I decided I would have to visit this place, to see for myself. And while on that trip through Europe, the moment I first came upon on the Palais Idéal, I came to realize the dedication it takes to commit one's life to the realization of something ephemeral, so unlike what we are taught by culture. I immediately began to reconsider the value of my academic training as an artist, for in this masterwork there was no rhetoric, no need for or validation by fame, fortune or celebrity. This was a person simply obsessed by the act of creation. And the results were astounding. So I became really fascinated with this and began to look for more of this kind of manifestation and spent about fifteen years travelling through Europe and the United States mainly, rooting these people out, to find them wherever they had left something, photographing them if they were still alive or just what they made and left behind.

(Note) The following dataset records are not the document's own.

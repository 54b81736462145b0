//! Template and directive error types.

use std::path::PathBuf;

/// Error raised by a directive while splicing external content.
#[derive(Debug, thiserror::Error)]
pub enum DirectiveError {
    /// The referenced file could not be opened or read.
    #[error("failed to read {}: {source}", path.display())]
    Read {
        /// File the directive tried to read.
        path: PathBuf,
        /// Underlying I/O error.
        source: std::io::Error,
    },
    /// A line range was neither `N` nor `N-M`.
    #[error("invalid line range '{0}': expected \"start\" or \"start-stop\"")]
    LineRange(String),
    /// The definition pattern did not compile.
    #[error("invalid definition pattern: {0}")]
    Pattern(#[from] regex::Error),
}

impl From<DirectiveError> for minijinja::Error {
    fn from(err: DirectiveError) -> Self {
        Self::new(minijinja::ErrorKind::InvalidOperation, err.to_string()).with_source(err)
    }
}

/// Error raised while parsing or rendering a template.
///
/// Entry pages carry a layout header above the author's source, so the
/// engine's line numbers are shifted by `offset`. [`TemplateError::source_line`]
/// undoes that shift.
#[derive(Debug, thiserror::Error)]
pub enum TemplateError {
    /// The template source failed to parse.
    #[error("failed to parse template '{name}'{}: {source}", at_line(.source, .offset))]
    Parse {
        /// Template name.
        name: String,
        /// Template lines preceding the author's source.
        offset: usize,
        /// Underlying template engine error.
        source: minijinja::Error,
    },
    /// Rendering failed, including failures raised by directives.
    #[error("failed to render template '{name}'{}: {source}", at_line(.source, .offset))]
    Render {
        /// Template name.
        name: String,
        /// Template lines preceding the author's source.
        offset: usize,
        /// Underlying template engine error.
        source: minijinja::Error,
    },
}

impl TemplateError {
    /// Line of the failure within the author's source, if the engine reported
    /// one inside it.
    #[must_use]
    pub fn source_line(&self) -> Option<usize> {
        let (Self::Parse { offset, source, .. } | Self::Render { offset, source, .. }) = self;
        source_line(source, *offset)
    }
}

fn source_line(source: &minijinja::Error, offset: usize) -> Option<usize> {
    source
        .line()
        .and_then(|line| line.checked_sub(offset))
        .filter(|line| *line > 0)
}

fn at_line(source: &minijinja::Error, offset: &usize) -> String {
    match source_line(source, *offset) {
        Some(line) if *offset > 0 => format!(" at source line {line}"),
        _ => String::new(),
    }
}
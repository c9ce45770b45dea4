use super::{CommandDefinition, Response};
use crate::context::Context;
use serenity::all::Permissions;

pub fn definition() -> CommandDefinition {
    CommandDefinition {
        name: "test",
        description: "This is just a test command!",
        permissions: Permissions::MANAGE_GUILD,
        options: Vec::new(),
    }
}

pub async fn handle(_ctx: &Context<'_>) -> Response {
    Response::new("Congrats on using the test command!")
}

Subsequently, my experience of research, seeking-out and finding more places that embodied this extraordinary creative power became my modus operandi. As I got closer to each location, I became very anxious about what I was going to experience, especially if the person who was making the environment was still alive. Sometimes it was an exterior, sometimes it was an interior, sometimes both. But each time one had to redefine the rules, and rediscover a way to interpret what was being created. So, while walking through these places I had the feeling of being innocent — nothing is familiar, there are no recognizable patterns regarding what was occurring there. Essentially these were self-made worlds that are created for whatever reason in order to cope with, or in a sense discover something about, the creator’s own existence. The experience of going to these places and meeting these creative mavericks, either personally or through their artwork, was cathartic in terms of how I came to understand what "Art" means.

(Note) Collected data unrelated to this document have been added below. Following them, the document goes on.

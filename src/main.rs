mod command;
mod config;
mod context;
mod event;
mod handler;
mod helper;
mod logging;
mod persistent_state;
mod volatile_state;

use crate::{
    command::registry::GuildCommands, config::Credentials, persistent_state::PersistentState,
    volatile_state::VolatileState,
};
use anyhow::Result;
use serenity::{all::GatewayIntents, Client};
use std::{future::Future, sync::Arc};
use tokio::{
    signal::unix::{signal, SignalKind},
    sync::{Mutex, Notify},
};

#[tokio::main]
async fn main() -> Result<()> {
    let cfg = crate::config::Config::load().await?;
    let credentials = Credentials::load(&cfg.credentials_path()).await?;
    let pstate = PersistentState::load(&cfg.parameters_path()).await?;
    log_internal!(
        "Loaded parameters from `{}`: {:?}",
        pstate.path().to_string_lossy(),
        pstate.parameters()
    );
    let guild_id = cfg.guild_id();

    let vstate = Arc::new(Mutex::new(VolatileState::new()));
    let shutdown = Arc::new(Notify::new());
    let handler = handler::Handler::new(cfg, pstate, vstate.clone(), shutdown.clone());

    // Slash commands arrive as interactions, which need no privileged intents.
    let mut client = Client::builder(&credentials.discord_token, GatewayIntents::GUILDS)
        .event_handler(handler)
        .await?;

    let shard_manager = client.shard_manager.clone();
    let watcher_vstate = vstate.clone();
    tokio::spawn(async move {
        watch_for_shutdown(wait_for_signal(), &shutdown, &watcher_vstate).await;
        shard_manager.shutdown_all().await;
    });

    log_internal!("Bot is now running.  Press CTRL-C to exit.");
    let run = client.start().await;

    let platform = GuildCommands::new(client.http.clone(), guild_id);
    let mut vstate = vstate.lock().await;
    log_internal!("Withdrawing {} command(s)", vstate.registered().len());
    let failed = vstate.unregister_commands(&platform).await;
    if failed > 0 {
        log_error!("{} command(s) could not be withdrawn", failed);
    }
    log_internal!("Goodbye");

    if let Some(e) = vstate.take_startup_failure() {
        return Err(e);
    }
    run.map_err(Into::into)
}

/// Resolves once the bot should stop: on a termination signal or an internal shutdown request.
///
/// Failing to install the signal handlers counts as a failed startup.
async fn watch_for_shutdown(
    signals: impl Future<Output = Result<()>>,
    shutdown: &Notify,
    vstate: &Mutex<VolatileState>,
) {
    tokio::select! {
        result = signals => match result {
            Ok(()) => log_internal!("Termination signal received, shutting down"),
            Err(e) => {
                log_error!("Could not listen for termination signals: {}", e);
                vstate.lock().await.set_startup_failure(e);
            }
        },
        _ = shutdown.notified() => log_internal!("Shutting down"),
    }
}

/// Resolves on SIGINT or SIGTERM.
async fn wait_for_signal() -> Result<()> {
    let mut sigint = signal(SignalKind::interrupt())?;
    let mut sigterm = signal(SignalKind::terminate())?;

    tokio::select! {
        _ = sigint.recv() => {}
        _ = sigterm.recv() => {}
    }

    Ok(())
}

#[cfg(test)]
mod tests {
    use super::*;
    use anyhow::anyhow;

    #[tokio::test]
    async fn broken_signal_handling_fails_startup() {
        let vstate = Mutex::new(VolatileState::new());
        let shutdown = Notify::new();

        watch_for_shutdown(
            async { Err(anyhow!("signal driver unavailable")) },
            &shutdown,
            &vstate,
        )
        .await;

        let failure = vstate.lock().await.take_startup_failure();
        assert!(failure.unwrap().to_string().contains("signal driver unavailable"));
    }

    #[tokio::test]
    async fn termination_signal_is_a_clean_exit() {
        let vstate = Mutex::new(VolatileState::new());
        let shutdown = Notify::new();

        watch_for_shutdown(async { Ok(()) }, &shutdown, &vstate).await;

        assert!(vstate.lock().await.take_startup_failure().is_none());
    }

    #[tokio::test]
    async fn internal_request_stops_the_watcher() {
        let vstate = Mutex::new(VolatileState::new());
        let shutdown = Notify::new();
        shutdown.notify_one();

        watch_for_shutdown(std::future::pending::<Result<()>>(), &shutdown, &vstate).await;

        assert!(vstate.lock().await.take_startup_failure().is_none());
    }
}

One of the important results of Iris' exploration in the Wagenbach Legacy, has to do with the effect upon a community. I think for a community it is vital to have the presence of "antennas" for metaphysical experience. The experience that such rogue creations engender also galvanizes the community within which they reside.

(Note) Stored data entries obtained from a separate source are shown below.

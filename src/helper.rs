//! Miscellaneous convenience methods

use crate::command::{Invocation, OptionValue, Response};
use anyhow::Result;
use serenity::all::{
    CommandDataOptionValue, CommandInteraction, CreateInteractionResponse,
    CreateInteractionResponseMessage, Http,
};
use std::sync::Arc;

#[serenity::async_trait]
pub trait CommandInteractionHelper {
    /// Discord-independent view of the command and its top-level options
    fn invocation(&self) -> Invocation;
    /// Send the single reply Discord expects for this interaction
    async fn respond(&self, http: &Arc<Http>, response: Response) -> Result<()>;
}

#[serenity::async_trait]
impl CommandInteractionHelper for CommandInteraction {
    fn invocation(&self) -> Invocation {
        let mut invocation = Invocation::new(self.data.name.as_str());
        for option in &self.data.options {
            let value = match option.value {
                CommandDataOptionValue::Number(value) => OptionValue::Number(value),
                CommandDataOptionValue::Integer(value) => OptionValue::Integer(value),
                _ => OptionValue::Unsupported,
            };
            invocation = invocation.with_option(option.name.as_str(), value);
        }
        invocation
    }

    async fn respond(&self, http: &Arc<Http>, response: Response) -> Result<()> {
        let message = CreateInteractionResponseMessage::new().content(response.content);
        self.create_response(http, CreateInteractionResponse::Message(message))
            .await?;
        Ok(())
    }
}
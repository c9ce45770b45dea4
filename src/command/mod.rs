//! Slash commands: what gets registered with Discord, and what runs when one is used.

use crate::context::Context;

mod definition;
mod get_chance;
mod get_length;
pub mod registry;
mod set_chance;
mod set_length;
mod test;

pub use definition::{CommandDefinition, OptionRange, OptionSpec};

/// Every command the bot knows about
#[derive(Clone, Copy, Debug, PartialEq, Eq)]
pub enum CommandKind {
    Test,
    GetChance,
    GetLength,
    SetChance,
    SetLength,
}

impl CommandKind {
    /// Declaration order.  Commands are registered and withdrawn in this order.
    pub const ALL: [CommandKind; 5] = [
        CommandKind::Test,
        CommandKind::GetChance,
        CommandKind::GetLength,
        CommandKind::SetChance,
        CommandKind::SetLength,
    ];

    pub fn definition(self) -> CommandDefinition {
        match self {
            CommandKind::Test => test::definition(),
            CommandKind::GetChance => get_chance::definition(),
            CommandKind::GetLength => get_length::definition(),
            CommandKind::SetChance => set_chance::definition(),
            CommandKind::SetLength => set_length::definition(),
        }
    }

    pub fn name(self) -> &'static str {
        self.definition().name
    }

    pub fn from_name(name: &str) -> Option<Self> {
        Self::ALL.into_iter().find(|kind| kind.name() == name)
    }
}

/// Ordered list of command definitions to register
pub fn definitions() -> Vec<CommandDefinition> {
    CommandKind::ALL.into_iter().map(CommandKind::definition).collect()
}

/// A received command use, stripped of everything Discord-specific
#[derive(Clone, Debug, PartialEq)]
pub struct Invocation {
    pub name: String,
    pub options: Vec<(String, OptionValue)>,
}

#[derive(Clone, Debug, PartialEq)]
pub enum OptionValue {
    Number(f64),
    Integer(i64),
    /// Any option type no command here declares
    Unsupported,
}

impl Invocation {
    pub fn new(name: impl Into<String>) -> Self {
        Self {
            name: name.into(),
            options: Vec::new(),
        }
    }

    pub fn with_option(mut self, name: impl Into<String>, value: OptionValue) -> Self {
        self.options.push((name.into(), value));
        self
    }

    pub fn option(&self, name: &str) -> Option<&OptionValue> {
        self.options
            .iter()
            .find(|(option_name, _)| option_name == name)
            .map(|(_, value)| value)
    }
}

/// A command with its options checked and typed
#[derive(Clone, Copy, Debug, PartialEq)]
pub enum SlashCommand {
    Test,
    GetChance,
    GetLength,
    SetChance { percentage: f64 },
    SetLength { tokens: i64 },
}

#[derive(Clone, Debug, PartialEq)]
pub enum ParseError {
    /// Not one of ours.  Dropped without a response.
    Unknown,
    /// One of ours, but the options don't check out.
    Invalid(String),
}

impl SlashCommand {
    pub fn parse(invocation: &Invocation) -> Result<Self, ParseError> {
        let kind = CommandKind::from_name(&invocation.name).ok_or(ParseError::Unknown)?;

        Ok(match kind {
            CommandKind::Test => SlashCommand::Test,
            CommandKind::GetChance => SlashCommand::GetChance,
            CommandKind::GetLength => SlashCommand::GetLength,
            CommandKind::SetChance => SlashCommand::SetChance {
                percentage: set_chance::PERCENTAGE.number_from(invocation)?,
            },
            CommandKind::SetLength => SlashCommand::SetLength {
                tokens: set_length::TOKENS.integer_from(invocation)?,
            },
        })
    }

    pub async fn run(self, ctx: &Context<'_>) -> Response {
        match self {
            SlashCommand::Test => test::handle(ctx).await,
            SlashCommand::GetChance => get_chance::handle(ctx).await,
            SlashCommand::GetLength => get_length::handle(ctx).await,
            SlashCommand::SetChance { percentage } => set_chance::handle(ctx, percentage).await,
            SlashCommand::SetLength { tokens } => set_length::handle(ctx, tokens).await,
        }
    }
}

/// Text sent back as the one reply to an interaction
#[derive(Clone, Debug, PartialEq, Eq)]
pub struct Response {
    pub content: String,
}

impl Response {
    pub fn new(content: impl Into<String>) -> Self {
        Self {
            content: content.into(),
        }
    }
}

/// Run the command named by `invocation`.
///
/// Returns `None` only when the name isn't one of ours; every known command gets exactly one
/// response, including when its options fail validation.
pub async fn dispatch(ctx: &Context<'_>, invocation: &Invocation) -> Option<Response> {
    match SlashCommand::parse(invocation) {
        Ok(command) => Some(command.run(ctx).await),
        Err(ParseError::Unknown) => None,
        Err(ParseError::Invalid(reason)) => Some(Response::new(format!("Invalid input: {reason}"))),
    }
}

In many cases, when I would find an environment where someone was known to be working that had been discovered or a similar story, they were considered to be freakish and "out of their right mind" and they were first shunned by the community. The tolerance for this kind of personal extravagance is generally very low. Until the world began to show up to meet them and see the work. Suddenly, not only was there a celebrity living among them, but the community was also celebrated by association. Thereafter an incredible support happens; they are accepted and embraced as celebrities, folk-heroes within the fold of the community.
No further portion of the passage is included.